§ **HOW TO COMPLETE THIS TASK**: What must be returned is the number of lines in the records holding the word "Unparsable", with no other text.

(Stored entries)
-----

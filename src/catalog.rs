// Fund catalog: discovery, caching, and loading of funds from storage.
//
// A fund's id and display name both derive from its file name:
//   "axis_bluechip_fund.csv" → id "axis-bluechip-fund", name "Axis Bluechip Fund"
//
// Parsed funds are memoized in a FundCache owned by the repository. Uploads
// clear the whole cache so a re-uploaded fund is read again; deletes drop
// the one entry.

use std::collections::HashMap;
use std::sync::Arc;

use serde::Serialize;
use thiserror::Error;
use tokio::sync::RwLock;
use tracing::{debug, info};

use crate::analysis::{compare_funds, summarize, FundSummary, OverlapAnalysis};
use crate::holdings::loader::{detect_layout, parse_fund, LoadError};
use crate::holdings::MutualFund;
use crate::storage::{validate_filename, FundStorage, StorageInfo};

/// A fund available in storage.
#[derive(Debug, Clone, PartialEq, Serialize)]
pub struct FundEntry {
    pub id: String,
    pub name: String,
    pub file: String,
}

impl FundEntry {
    pub fn from_filename(filename: &str) -> Self {
        let stem = filename.strip_suffix(".csv").unwrap_or(filename);
        Self {
            id: stem.replace('_', "-"),
            name: title_case(&stem.replace('_', " ")),
            file: filename.to_string(),
        }
    }
}

/// Upper-case the first letter of every alphabetic run, lower-case the rest.
pub fn title_case(s: &str) -> String {
    let mut out = String::with_capacity(s.len());
    let mut prev_alpha = false;
    for c in s.chars() {
        if c.is_alphabetic() {
            if prev_alpha {
                out.extend(c.to_lowercase());
            } else {
                out.extend(c.to_uppercase());
            }
            prev_alpha = true;
        } else {
            out.push(c);
            prev_alpha = false;
        }
    }
    out
}

#[derive(Debug, Error)]
pub enum FundError {
    #[error("Fund {0} not found")]
    NotFound(String),

    #[error("Could not read fund data for {id}: {reason}")]
    Unreadable { id: String, reason: anyhow::Error },

    #[error("Could not parse fund data for {id}: {source}")]
    Unparsable {
        id: String,
        #[source]
        source: LoadError,
    },

    #[error("Rejected upload: {0}")]
    InvalidUpload(String),

    #[error(transparent)]
    Storage(#[from] anyhow::Error),
}

/// In-memory cache of parsed funds keyed by fund id.
///
/// Every `invalidate` or `clear` bumps a generation counter. A loader takes
/// the generation before reading storage and stores its result with
/// `insert_if_current`, which refuses the insert if the cache was
/// invalidated in between.
#[derive(Default)]
pub struct FundCache {
    state: RwLock<CacheState>,
}

#[derive(Default)]
struct CacheState {
    funds: HashMap<String, Arc<MutualFund>>,
    generation: u64,
}

impl FundCache {
    pub fn new() -> Self {
        Self::default()
    }

    pub async fn get(&self, id: &str) -> Option<Arc<MutualFund>> {
        self.state.read().await.funds.get(id).cloned()
    }

    pub async fn generation(&self) -> u64 {
        self.state.read().await.generation
    }

    pub async fn insert(&self, id: &str, fund: Arc<MutualFund>) {
        self.state.write().await.funds.insert(id.to_string(), fund);
    }

    /// Insert only if no invalidation happened since `generation` was read.
    pub async fn insert_if_current(
        &self,
        id: &str,
        fund: Arc<MutualFund>,
        generation: u64,
    ) -> bool {
        let mut state = self.state.write().await;
        if state.generation != generation {
            return false;
        }
        state.funds.insert(id.to_string(), fund);
        true
    }

    pub async fn invalidate(&self, id: &str) {
        let mut state = self.state.write().await;
        state.funds.remove(id);
        state.generation += 1;
    }

    pub async fn clear(&self) {
        let mut state = self.state.write().await;
        state.funds.clear();
        state.generation += 1;
    }

    pub async fn len(&self) -> usize {
        self.state.read().await.funds.len()
    }

    pub async fn is_empty(&self) -> bool {
        self.len().await == 0
    }
}

/// Overlap plus both summaries: the body of a compare response.
#[derive(Debug, Clone, Serialize)]
pub struct Comparison {
    pub overlap: OverlapAnalysis,
    pub fund1: FundSummary,
    pub fund2: FundSummary,
}

/// Loads funds from storage through the cache.
pub struct FundRepository {
    storage: Arc<dyn FundStorage>,
    cache: FundCache,
}

impl FundRepository {
    pub fn new(storage: Arc<dyn FundStorage>) -> Self {
        Self {
            storage,
            cache: FundCache::new(),
        }
    }

    pub fn cache(&self) -> &FundCache {
        &self.cache
    }

    pub fn storage_info(&self) -> StorageInfo {
        self.storage.info()
    }

    /// All funds currently in storage.
    pub async fn list_funds(&self) -> Result<Vec<FundEntry>, FundError> {
        let files = self.storage.list().await?;
        Ok(files.iter().map(|f| FundEntry::from_filename(f)).collect())
    }

    async fn find_entry(&self, id: &str) -> Result<FundEntry, FundError> {
        self.list_funds()
            .await?
            .into_iter()
            .find(|e| e.id == id)
            .ok_or_else(|| FundError::NotFound(id.to_string()))
    }

    /// Load a fund by id, from the cache when possible.
    pub async fn get_fund(&self, id: &str) -> Result<Arc<MutualFund>, FundError> {
        if let Some(fund) = self.cache.get(id).await {
            debug!(fund_id = %id, "Fund cache hit");
            return Ok(fund);
        }

        let generation = self.cache.generation().await;
        let entry = self.find_entry(id).await?;
        let text = self
            .storage
            .read(&entry.file)
            .await
            .map_err(|reason| FundError::Unreadable {
                id: id.to_string(),
                reason,
            })?;

        let load = parse_fund(&text, &entry.name).map_err(|source| FundError::Unparsable {
            id: id.to_string(),
            source,
        })?;

        info!(
            fund_id = %id,
            layout = load.layout.label,
            holdings = load.fund.total_stocks(),
            skipped = load.skipped.len(),
            "Loaded fund"
        );

        let fund = Arc::new(load.fund);
        if !self.cache.insert_if_current(id, fund.clone(), generation).await {
            debug!(fund_id = %id, "Cache invalidated during load, not caching");
        }
        Ok(fund)
    }

    pub async fn summary(&self, id: &str) -> Result<FundSummary, FundError> {
        let fund = self.get_fund(id).await?;
        Ok(summarize(&fund))
    }

    /// Compare two stored funds.
    pub async fn compare(&self, id1: &str, id2: &str) -> Result<Comparison, FundError> {
        let fund1 = self.get_fund(id1).await?;
        let fund2 = self.get_fund(id2).await?;
        Ok(Comparison {
            overlap: compare_funds(&fund1, &fund2),
            fund1: summarize(&fund1),
            fund2: summarize(&fund2),
        })
    }

    /// Store a new fund file. The content must be UTF-8 in a recognized
    /// layout. Clears the cache on success.
    pub async fn upload(&self, filename: &str, content: &[u8]) -> Result<FundEntry, FundError> {
        validate_filename(filename).map_err(|e| FundError::InvalidUpload(e.to_string()))?;

        let text = std::str::from_utf8(content)
            .map_err(|_| FundError::InvalidUpload("file is not valid UTF-8".to_string()))?;
        detect_layout(text).map_err(|e| FundError::InvalidUpload(e.to_string()))?;

        self.storage.save(filename, content).await?;
        self.cache.clear().await;

        let entry = FundEntry::from_filename(filename);
        info!(fund_id = %entry.id, bytes = content.len(), "Uploaded fund");
        Ok(entry)
    }

    /// Remove a fund from storage and drop it from the cache.
    pub async fn delete(&self, id: &str) -> Result<(), FundError> {
        let entry = self.find_entry(id).await?;
        self.storage.delete(&entry.file).await?;
        self.cache.invalidate(id).await;
        info!(fund_id = %id, "Deleted fund");
        Ok(())
    }
}

#[cfg(test)]
mod tests {
    use super::*;

    #[test]
    fn test_entry_from_filename() {
        let entry = FundEntry::from_filename("axis_bluechip_fund.csv");
        assert_eq!(entry.id, "axis-bluechip-fund");
        assert_eq!(entry.name, "Axis Bluechip Fund");
        assert_eq!(entry.file, "axis_bluechip_fund.csv");
    }

    #[test]
    fn test_title_case() {
        assert_eq!(title_case("HDFC flexi cap"), "Hdfc Flexi Cap");
        assert_eq!(title_case("parag parikh 2024"), "Parag Parikh 2024");
        assert_eq!(title_case("nifty50index"), "Nifty50Index");
    }

    #[tokio::test]
    async fn test_cache_insert_invalidate() {
        let cache = FundCache::new();
        assert!(cache.is_empty().await);

        cache
            .insert("a", Arc::new(MutualFund::new("A", vec![])))
            .await;
        assert!(cache.get("a").await.is_some());

        cache.invalidate("a").await;
        assert!(cache.get("a").await.is_none());
    }

    #[tokio::test]
    async fn test_insert_if_current_rejects_after_clear() {
        let cache = FundCache::new();
        let generation = cache.generation().await;
        let fund = Arc::new(MutualFund::new("A", vec![]));

        cache.clear().await;
        assert!(!cache.insert_if_current("a", fund.clone(), generation).await);
        assert!(cache.get("a").await.is_none());

        let generation = cache.generation().await;
        assert!(cache.insert_if_current("a", fund, generation).await);
        assert!(cache.get("a").await.is_some());
    }
}
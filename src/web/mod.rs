// Web server: Axum JSON API consumed by the comparison front-end.
//
// Every route lives under /api. Failures use one body shape:
//   { "success": false, "error": "<message>" }
// so the front-end can show the message without caring which route failed.

use std::sync::Arc;

use anyhow::Result;
use axum::extract::{DefaultBodyLimit, State};
use axum::http::{header, StatusCode};
use axum::response::{IntoResponse, Response};
use axum::routing::{get, post};
use axum::Router;
use tower_http::cors::CorsLayer;
use tower_http::trace::TraceLayer;
use tracing::info;

use crate::catalog::FundRepository;
use crate::config::Config;

pub mod handlers;

/// Shared application state threaded through all Axum handlers.
#[derive(Clone)]
pub struct AppState {
    pub funds: Arc<FundRepository>,
}

/// Start the Axum web server and block until it exits.
pub async fn run_server(config: Config, funds: Arc<FundRepository>) -> Result<()> {
    let app = build_router(AppState { funds }, config.max_upload_bytes);

    let addr = format!("{}:{}", config.bind, config.port);
    info!("fundlens API listening on http://{addr}");

    let listener = tokio::net::TcpListener::bind(&addr).await?;
    axum::serve(listener, app).await?;
    Ok(())
}

pub fn build_router(state: AppState, max_upload_bytes: usize) -> Router {
    let api = Router::new()
        .route("/api/health", get(health))
        .route("/api/storage/info", get(handlers::storage::storage_info))
        .route("/api/funds", get(handlers::funds::list_funds))
        .route(
            "/api/fund/{id}",
            get(handlers::funds::get_fund).delete(handlers::funds::delete_fund),
        )
        .route("/api/compare", post(handlers::compare::compare_funds))
        .route(
            "/api/upload",
            post(handlers::upload::upload_fund).layer(DefaultBodyLimit::max(max_upload_bytes)),
        );

    api.layer(
        CorsLayer::new()
            .allow_origin(tower_http::cors::Any)
            .allow_methods([
                axum::http::Method::GET,
                axum::http::Method::POST,
                axum::http::Method::DELETE,
                axum::http::Method::OPTIONS,
            ])
            .allow_headers([header::CONTENT_TYPE]),
    )
    .layer(TraceLayer::new_for_http())
    .with_state(state)
}

/// Liveness probe that also reports the storage backend.
async fn health(State(state): State<AppState>) -> impl IntoResponse {
    (
        StatusCode::OK,
        axum::Json(serde_json::json!({
            "status": "healthy",
            "message": "fundlens API is running",
            "storage": state.funds.storage_info(),
        })),
    )
}

/// Typed JSON error response helper.
pub fn api_error(status: StatusCode, message: &str) -> Response {
    (
        status,
        axum::Json(serde_json::json!({ "success": false, "error": message })),
    )
        .into_response()
}
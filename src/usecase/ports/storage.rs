use anyhow::Result;

/// Named binary blobs that survive restarts.
pub trait ByteCache {
    fn get(&self, name: &str) -> Result<Option<Vec<u8>>>;
    fn set(&self, name: &str, bytes: &[u8]) -> Result<()>;
}

/// Where the compressed database snapshot comes from.
pub trait SnapshotSource {
    fn describe(&self) -> String;
    fn fetch(&self) -> Result<Vec<u8>>;
}
use tracing::{debug, info, warn};

use crate::domain::catalog::SchemaRegistry;
use crate::domain::entities::result::QueryResult;
use crate::domain::error::BrowserResult;
use crate::usecase::ports::engine::QueryEngine;
use crate::usecase::ports::ui::GridWidget;
use crate::usecase::services::filter_reader::{read_filter_values, FormState};
use crate::usecase::services::projection::ProjectionChange;
use crate::usecase::services::query_builder::build_query;
use crate::usecase::services::query_service::QueryService;
use crate::usecase::services::reconcile::{self, grid_columns, CsvExport, RenderingAdapter};
use crate::usecase::services::session::{DatasetSession, FilterOptions, SessionState, TabState};

/// Command surface of the browser. Owns the engine, the per-dataset session
/// state and one grid per dataset.
pub struct DataBrowser<G: GridWidget + Default> {
    registry: SchemaRegistry,
    queries: QueryService,
    session: SessionState,
    adapter: RenderingAdapter<G>,
    status: String,
}

impl<G: GridWidget + Default> DataBrowser<G> {
    pub fn new(registry: SchemaRegistry, engine: Box<dyn QueryEngine>) -> Self {
        Self {
            registry,
            queries: QueryService::new(engine),
            session: SessionState::new(),
            adapter: RenderingAdapter::new(),
            status: String::new(),
        }
    }

    pub fn registry(&self) -> &SchemaRegistry {
        &self.registry
    }

    pub fn status(&self) -> &str {
        &self.status
    }

    pub fn set_status(&mut self, status: impl Into<String>) {
        self.status = status.into();
    }

    /// Read-only view of a dataset that has already been touched.
    pub fn dataset(&self, key: &str) -> Option<&DatasetSession> {
        self.session.dataset(key)
    }

    pub fn active_tab(&self) -> Option<&str> {
        self.session.active()
    }

    pub fn grid(&self, key: &str) -> Option<&G> {
        self.adapter.grid(key)
    }

    pub fn grid_mut(&mut self, key: &str) -> Option<&mut G> {
        self.adapter.grid_mut(key)
    }

    pub fn tab_state(&self, key: &str) -> TabState {
        self.session
            .dataset(key)
            .map(|dataset| dataset.tab)
            .unwrap_or_default()
    }

    pub fn last_result(&self, key: &str) -> Option<&QueryResult> {
        self.session
            .dataset(key)
            .and_then(|dataset| dataset.last_result.as_ref())
    }

    pub fn filter_options(&self, key: &str) -> Option<&FilterOptions> {
        self.session.dataset(key).map(|dataset| &dataset.options)
    }

    pub fn validate_catalog(&self) -> BrowserResult<()> {
        self.queries.validate_catalog(&self.registry)
    }

    /// Loads widget options for every dataset. Runs once after bootstrap.
    pub fn hydrate_filters(&mut self) -> BrowserResult<()> {
        for schema in self.registry.schemas() {
            let options = self.queries.hydrate(schema)?;
            self.session.dataset_mut(schema).options = options;
        }
        info!(datasets = self.registry.schemas().len(), "filter options hydrated");
        Ok(())
    }

    pub fn controls(&mut self, key: &str) -> BrowserResult<&FormState> {
        Ok(&self.dataset_mut(key)?.controls)
    }

    pub fn controls_mut(&mut self, key: &str) -> BrowserResult<&mut FormState> {
        Ok(&mut self.dataset_mut(key)?.controls)
    }

    pub fn visible_columns(&mut self, key: &str) -> BrowserResult<Vec<String>> {
        Ok(self.dataset_mut(key)?.projection.visible().to_vec())
    }

    /// Activates a tab. The first activation of a dataset runs its query
    /// with the current controls.
    pub fn select_tab(&mut self, key: &str) -> BrowserResult<TabState> {
        let tab = self.dataset_mut(key)?.tab;
        self.session.set_active(key);
        if tab != TabState::Unloaded {
            return Ok(tab);
        }

        self.dataset_mut(key)?.tab = TabState::Loading;
        debug!(dataset = key, "first activation");
        match self.apply_filters(key) {
            Ok(_) => {
                self.dataset_mut(key)?.tab = TabState::Loaded;
                Ok(TabState::Loaded)
            }
            Err(err) => {
                self.dataset_mut(key)?.tab = TabState::Unloaded;
                Err(err)
            }
        }
    }

    /// Reads the controls, runs the query and pushes the rows to the grid.
    /// Returns the number of rows shown.
    pub fn apply_filters(&mut self, key: &str) -> BrowserResult<usize> {
        let schema = self.registry.get_schema(key)?;
        let dataset = self.session.dataset_mut(schema);
        dataset.filter_values = read_filter_values(schema, &dataset.controls);
        let visible = dataset.projection.visible().to_vec();
        debug!(
            dataset = key,
            active_filters = dataset.filter_values.active_count(),
            "applying filters"
        );

        let outcome = build_query(schema, &visible, &dataset.filter_values)
            .and_then(|query| self.queries.run(&query).map_err(Into::into));
        let result = match outcome {
            Ok(result) => result,
            Err(err) => {
                warn!(dataset = key, error = %err, "query failed");
                self.status = format!("Erro ao consultar {}: {err}", schema.label);
                return Err(err);
            }
        };

        let count = result.rows.len();
        let completed = result.completed_label();
        self.adapter
            .apply(key, grid_columns(schema, &visible), result.rows.clone());
        dataset.last_result = Some(result);
        self.status = format!("Resultados {}: {count}. Atualizado às {completed}.", schema.label);
        Ok(count)
    }

    /// Puts the controls back to their defaults and queries again.
    pub fn clear_filters(&mut self, key: &str) -> BrowserResult<usize> {
        let schema = self.registry.get_schema(key)?;
        self.session.dataset_mut(schema).controls.reset(schema);
        debug!(dataset = key, "filters cleared");
        self.apply_filters(key)
    }

    pub fn set_column_visibility<S: AsRef<str>>(
        &mut self,
        key: &str,
        column_ids: &[S],
    ) -> BrowserResult<ProjectionChange> {
        let schema = self.registry.get_schema(key)?;
        let dataset = self.session.dataset_mut(schema);
        let previous = dataset.projection.clone();
        if !dataset.projection.replace(schema, column_ids) {
            debug!(dataset = key, "refusing to hide every column");
            return Ok(ProjectionChange::Rejected);
        }

        let visible = dataset.projection.visible().to_vec();
        let cached_rows = match &dataset.last_result {
            Some(result) if result.covers(&visible) => Some(result.rows.clone()),
            Some(_) => None,
            None => return Ok(ProjectionChange::Stored),
        };

        match cached_rows {
            Some(rows) => {
                self.adapter.apply(key, grid_columns(schema, &visible), rows);
                Ok(ProjectionChange::Reprojected)
            }
            None => match self.apply_filters(key) {
                Ok(_) => Ok(ProjectionChange::Requeried),
                Err(err) => {
                    // The grid still shows the previous columns.
                    self.dataset_mut(key)?.projection = previous;
                    Err(err)
                }
            },
        }
    }

    /// One checkbox of the column picker changed.
    pub fn toggle_column(
        &mut self,
        key: &str,
        column_id: &str,
        checked: bool,
    ) -> BrowserResult<ProjectionChange> {
        let candidates = self.dataset_mut(key)?.projection.toggled(column_id, checked);
        self.set_column_visibility(key, &candidates)
    }

    pub fn export_csv(&mut self, key: &str) -> BrowserResult<CsvExport> {
        let dataset = self.dataset_mut(key)?;
        let export = reconcile::export_csv(
            key,
            dataset.projection.visible(),
            dataset.last_result.as_ref(),
        )?;
        info!(dataset = key, bytes = export.content.len(), "csv export ready");
        Ok(export)
    }

    fn dataset_mut(&mut self, key: &str) -> BrowserResult<&mut DatasetSession> {
        let schema = self.registry.get_schema(key)?;
        Ok(self.session.dataset_mut(schema))
    }
}
pub mod cache;
pub mod export;
pub mod snapshot;
pub mod sqlite;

-----

§ **TASK RESULT**: 2